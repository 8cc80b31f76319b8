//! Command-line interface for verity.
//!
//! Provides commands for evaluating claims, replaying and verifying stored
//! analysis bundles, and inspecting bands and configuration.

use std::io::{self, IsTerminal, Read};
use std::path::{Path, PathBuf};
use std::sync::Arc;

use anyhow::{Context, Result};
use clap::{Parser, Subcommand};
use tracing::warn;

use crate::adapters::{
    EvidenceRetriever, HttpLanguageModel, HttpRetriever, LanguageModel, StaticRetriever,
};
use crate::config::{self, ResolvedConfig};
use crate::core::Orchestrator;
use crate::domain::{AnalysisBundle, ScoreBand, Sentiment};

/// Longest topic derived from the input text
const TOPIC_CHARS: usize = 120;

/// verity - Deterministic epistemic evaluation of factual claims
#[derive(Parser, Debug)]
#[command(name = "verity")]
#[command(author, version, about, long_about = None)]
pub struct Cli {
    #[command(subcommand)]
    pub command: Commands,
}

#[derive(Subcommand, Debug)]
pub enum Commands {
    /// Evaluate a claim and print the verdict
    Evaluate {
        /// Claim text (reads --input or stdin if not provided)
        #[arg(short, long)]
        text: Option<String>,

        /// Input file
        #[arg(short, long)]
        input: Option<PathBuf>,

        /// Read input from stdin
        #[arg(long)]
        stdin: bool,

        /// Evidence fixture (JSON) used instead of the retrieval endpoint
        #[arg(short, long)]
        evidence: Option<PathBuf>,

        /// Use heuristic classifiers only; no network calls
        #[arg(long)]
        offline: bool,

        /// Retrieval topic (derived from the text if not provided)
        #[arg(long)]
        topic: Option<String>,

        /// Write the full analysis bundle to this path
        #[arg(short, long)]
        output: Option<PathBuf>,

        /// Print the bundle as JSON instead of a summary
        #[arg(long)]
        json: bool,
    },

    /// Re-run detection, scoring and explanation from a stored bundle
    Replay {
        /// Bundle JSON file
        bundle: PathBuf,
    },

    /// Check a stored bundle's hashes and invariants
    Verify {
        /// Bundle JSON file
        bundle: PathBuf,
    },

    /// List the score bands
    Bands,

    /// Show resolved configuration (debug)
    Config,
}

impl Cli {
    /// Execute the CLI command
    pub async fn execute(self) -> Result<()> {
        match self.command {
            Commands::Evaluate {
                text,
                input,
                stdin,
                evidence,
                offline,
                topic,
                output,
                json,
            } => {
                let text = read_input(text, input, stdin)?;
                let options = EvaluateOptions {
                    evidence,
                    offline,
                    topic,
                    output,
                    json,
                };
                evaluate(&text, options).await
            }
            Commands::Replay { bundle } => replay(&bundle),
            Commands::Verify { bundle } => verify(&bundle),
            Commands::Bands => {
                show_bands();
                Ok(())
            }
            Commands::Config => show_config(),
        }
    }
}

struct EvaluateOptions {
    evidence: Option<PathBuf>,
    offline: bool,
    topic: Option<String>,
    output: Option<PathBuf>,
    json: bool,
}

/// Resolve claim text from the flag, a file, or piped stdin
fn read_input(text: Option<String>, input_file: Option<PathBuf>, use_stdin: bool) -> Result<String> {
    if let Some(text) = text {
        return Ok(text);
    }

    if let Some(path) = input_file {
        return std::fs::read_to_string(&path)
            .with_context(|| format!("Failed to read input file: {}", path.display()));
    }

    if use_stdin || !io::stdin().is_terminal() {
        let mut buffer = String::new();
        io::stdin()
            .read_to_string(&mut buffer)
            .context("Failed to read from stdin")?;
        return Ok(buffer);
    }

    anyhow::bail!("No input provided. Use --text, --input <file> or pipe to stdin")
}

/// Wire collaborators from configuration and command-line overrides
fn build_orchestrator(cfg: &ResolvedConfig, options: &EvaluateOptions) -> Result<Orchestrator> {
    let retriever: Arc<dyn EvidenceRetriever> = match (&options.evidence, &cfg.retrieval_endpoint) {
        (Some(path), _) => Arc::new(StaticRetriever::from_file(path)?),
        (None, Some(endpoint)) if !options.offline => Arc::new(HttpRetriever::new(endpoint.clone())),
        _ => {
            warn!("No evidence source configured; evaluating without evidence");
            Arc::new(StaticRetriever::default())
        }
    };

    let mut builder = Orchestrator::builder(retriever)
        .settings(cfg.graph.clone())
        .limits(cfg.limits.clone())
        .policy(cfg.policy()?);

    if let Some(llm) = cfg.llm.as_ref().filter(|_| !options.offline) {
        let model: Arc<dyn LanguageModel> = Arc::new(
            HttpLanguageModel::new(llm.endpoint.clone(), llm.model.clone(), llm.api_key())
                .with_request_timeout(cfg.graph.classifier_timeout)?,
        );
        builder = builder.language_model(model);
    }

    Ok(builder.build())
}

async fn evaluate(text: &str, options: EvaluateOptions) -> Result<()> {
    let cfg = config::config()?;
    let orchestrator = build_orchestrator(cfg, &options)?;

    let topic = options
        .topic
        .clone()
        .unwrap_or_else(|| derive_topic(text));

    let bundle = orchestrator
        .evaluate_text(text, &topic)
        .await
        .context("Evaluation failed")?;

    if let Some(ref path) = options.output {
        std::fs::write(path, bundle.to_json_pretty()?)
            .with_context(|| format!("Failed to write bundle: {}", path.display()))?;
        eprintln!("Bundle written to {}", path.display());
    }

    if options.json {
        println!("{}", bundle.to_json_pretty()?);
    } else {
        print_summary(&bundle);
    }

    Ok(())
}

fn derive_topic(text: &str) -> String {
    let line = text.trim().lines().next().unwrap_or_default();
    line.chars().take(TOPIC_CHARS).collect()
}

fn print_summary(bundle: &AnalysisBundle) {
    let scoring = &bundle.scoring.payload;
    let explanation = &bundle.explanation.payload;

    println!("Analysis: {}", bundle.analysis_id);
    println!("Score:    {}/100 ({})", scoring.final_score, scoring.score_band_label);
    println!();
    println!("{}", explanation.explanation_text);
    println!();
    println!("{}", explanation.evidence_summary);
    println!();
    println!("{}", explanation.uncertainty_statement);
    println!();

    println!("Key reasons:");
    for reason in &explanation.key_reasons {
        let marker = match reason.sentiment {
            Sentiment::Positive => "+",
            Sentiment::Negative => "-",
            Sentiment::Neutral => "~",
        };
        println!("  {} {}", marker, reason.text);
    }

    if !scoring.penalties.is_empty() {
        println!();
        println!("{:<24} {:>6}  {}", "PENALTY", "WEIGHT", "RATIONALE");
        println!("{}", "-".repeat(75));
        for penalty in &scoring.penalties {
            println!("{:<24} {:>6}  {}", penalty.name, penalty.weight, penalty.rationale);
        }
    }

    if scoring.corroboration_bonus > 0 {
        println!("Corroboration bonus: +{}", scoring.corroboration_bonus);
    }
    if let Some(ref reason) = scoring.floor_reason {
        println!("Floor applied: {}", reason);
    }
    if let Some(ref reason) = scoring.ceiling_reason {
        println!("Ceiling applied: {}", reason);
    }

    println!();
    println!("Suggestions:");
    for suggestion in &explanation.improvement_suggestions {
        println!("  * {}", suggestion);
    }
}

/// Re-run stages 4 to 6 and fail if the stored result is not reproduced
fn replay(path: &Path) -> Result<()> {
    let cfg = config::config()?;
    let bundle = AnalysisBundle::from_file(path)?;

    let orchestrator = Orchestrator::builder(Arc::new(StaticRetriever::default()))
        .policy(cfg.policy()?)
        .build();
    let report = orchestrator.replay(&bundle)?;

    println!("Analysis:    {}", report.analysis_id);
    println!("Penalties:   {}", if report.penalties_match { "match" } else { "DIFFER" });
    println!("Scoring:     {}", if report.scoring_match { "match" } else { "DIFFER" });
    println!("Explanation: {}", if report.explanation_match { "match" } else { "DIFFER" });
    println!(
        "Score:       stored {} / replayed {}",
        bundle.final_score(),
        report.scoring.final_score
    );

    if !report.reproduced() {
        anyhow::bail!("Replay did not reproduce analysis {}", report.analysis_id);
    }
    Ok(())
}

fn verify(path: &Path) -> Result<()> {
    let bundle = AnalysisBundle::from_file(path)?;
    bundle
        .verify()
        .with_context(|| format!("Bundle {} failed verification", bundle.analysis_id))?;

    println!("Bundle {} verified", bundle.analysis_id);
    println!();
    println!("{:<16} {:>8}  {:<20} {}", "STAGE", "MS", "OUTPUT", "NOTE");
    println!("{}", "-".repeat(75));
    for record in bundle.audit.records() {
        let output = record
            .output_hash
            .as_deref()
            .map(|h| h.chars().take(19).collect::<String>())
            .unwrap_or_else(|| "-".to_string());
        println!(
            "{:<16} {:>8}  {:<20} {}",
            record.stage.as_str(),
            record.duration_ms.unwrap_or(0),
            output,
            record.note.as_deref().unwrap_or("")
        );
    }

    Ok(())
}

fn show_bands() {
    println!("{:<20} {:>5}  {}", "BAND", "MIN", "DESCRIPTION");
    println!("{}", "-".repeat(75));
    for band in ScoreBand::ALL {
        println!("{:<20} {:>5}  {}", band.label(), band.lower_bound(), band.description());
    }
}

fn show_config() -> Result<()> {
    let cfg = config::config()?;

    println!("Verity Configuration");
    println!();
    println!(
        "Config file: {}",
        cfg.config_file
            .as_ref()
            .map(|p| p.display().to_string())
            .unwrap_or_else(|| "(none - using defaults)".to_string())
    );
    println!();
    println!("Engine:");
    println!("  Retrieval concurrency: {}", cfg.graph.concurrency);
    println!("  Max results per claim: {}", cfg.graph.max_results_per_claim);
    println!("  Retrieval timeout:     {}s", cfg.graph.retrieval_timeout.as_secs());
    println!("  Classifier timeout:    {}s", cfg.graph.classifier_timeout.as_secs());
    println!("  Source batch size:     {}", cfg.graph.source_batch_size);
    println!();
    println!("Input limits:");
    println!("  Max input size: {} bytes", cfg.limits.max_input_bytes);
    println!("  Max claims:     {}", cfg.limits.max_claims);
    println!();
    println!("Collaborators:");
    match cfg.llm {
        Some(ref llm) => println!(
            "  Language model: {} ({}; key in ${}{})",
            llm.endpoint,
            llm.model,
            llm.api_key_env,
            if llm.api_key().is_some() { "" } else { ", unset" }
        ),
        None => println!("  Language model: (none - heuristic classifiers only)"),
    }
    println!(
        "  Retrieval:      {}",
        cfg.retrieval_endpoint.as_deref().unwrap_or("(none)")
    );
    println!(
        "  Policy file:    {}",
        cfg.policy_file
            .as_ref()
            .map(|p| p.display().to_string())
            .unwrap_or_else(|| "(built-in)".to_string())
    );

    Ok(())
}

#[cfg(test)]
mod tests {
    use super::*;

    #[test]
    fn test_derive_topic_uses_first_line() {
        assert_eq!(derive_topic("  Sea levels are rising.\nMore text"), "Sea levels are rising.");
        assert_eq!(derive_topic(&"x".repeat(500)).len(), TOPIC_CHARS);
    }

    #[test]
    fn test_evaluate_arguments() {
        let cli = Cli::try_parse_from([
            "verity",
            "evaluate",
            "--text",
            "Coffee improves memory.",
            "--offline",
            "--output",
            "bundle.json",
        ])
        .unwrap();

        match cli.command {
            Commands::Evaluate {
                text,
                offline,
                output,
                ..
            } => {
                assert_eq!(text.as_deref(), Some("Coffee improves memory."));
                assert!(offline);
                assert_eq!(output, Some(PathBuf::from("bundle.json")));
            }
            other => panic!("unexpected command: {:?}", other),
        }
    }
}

****************

__INSTRUCTIONS FOR THE TASK__. Within the material, count each line that includes the word "builder", and give the total by itself.

__SOLUTION FOR THIS TASK__. 4